mod audio;
mod backend;
mod config;
mod detector;
mod dsp;
mod events;
mod indicator;
mod wav;

use std::path::Path;

use anyhow::Context;
use tokio::signal;

use audio::CapturePipeline;
use backend::BackendClient;
use config::DeviceConfig;
use indicator::Indicator;

#[tokio::main]
async fn main() -> anyhow::Result<()> {
    env_logger::init();

    // Load configuration, falling back to defaults when no file is present
    let path = std::env::args()
        .nth(1)
        .unwrap_or_else(|| "config.json".to_string());
    let cfg = if Path::new(&path).exists() {
        DeviceConfig::load(Path::new(&path))?
    } else {
        log::warn!("config file {} not found, using defaults", path);
        DeviceConfig::default()
    };

    let indicator = Indicator::new(cfg.indicator.led.as_deref());
    let backend = BackendClient::new(&cfg.backend)?;

    // Check the backend before listening starts. A miss is worth an error
    // blink but not an abort, the server may simply come up later.
    match backend.ping().await {
        Ok(()) => {
            log::info!("backend reachable at {}", cfg.backend.server_url);
            indicator.info().await;
        }
        Err(e) => {
            log::warn!("backend not reachable: {:#}", e);
            indicator.error().await;
        }
    }

    let (mut capture, mut debug_windows) =
        CapturePipeline::start(&cfg).context("failed to start capture pipeline")?;
    log::info!("bounce detector running, reporting to {}", cfg.backend.server_url);

    loop {
        tokio::select! {
            _ = signal::ctrl_c() => {
                log::info!("received ctrl-c, shutting down");
                break;
            }
            event = capture.next_event() => {
                match event {
                    Ok(event) => {
                        match backend.send_event(&event).await {
                            Ok(()) => indicator.bounce().await,
                            Err(e) => {
                                log::error!(
                                    "failed to report bounce #{}: {:#}",
                                    event.bounce_ctr,
                                    e
                                );
                                indicator.error().await;
                            }
                        }
                    }
                    Err(e) => {
                        indicator.error().await;
                        return Err(e).context("bounce detection stopped");
                    }
                }
            }
            Some(window) = debug_windows.recv() => {
                if let Err(e) = backend.send_debug_samples(&window).await {
                    log::debug!("failed to stream debug samples: {:#}", e);
                }
            }
        }
    }

    Ok(())
}
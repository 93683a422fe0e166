//! Signal conditioning for the bounce detector.

pub mod filter;
pub mod threshold;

• Work required
Among the entries, find every line holding "error" and return it.

• Exercise output
    // Check the backend before listening starts. A miss is worth an error
            indicator.error().await;
                                log::error!(
                                indicator.error().await;
                        indicator.error().await;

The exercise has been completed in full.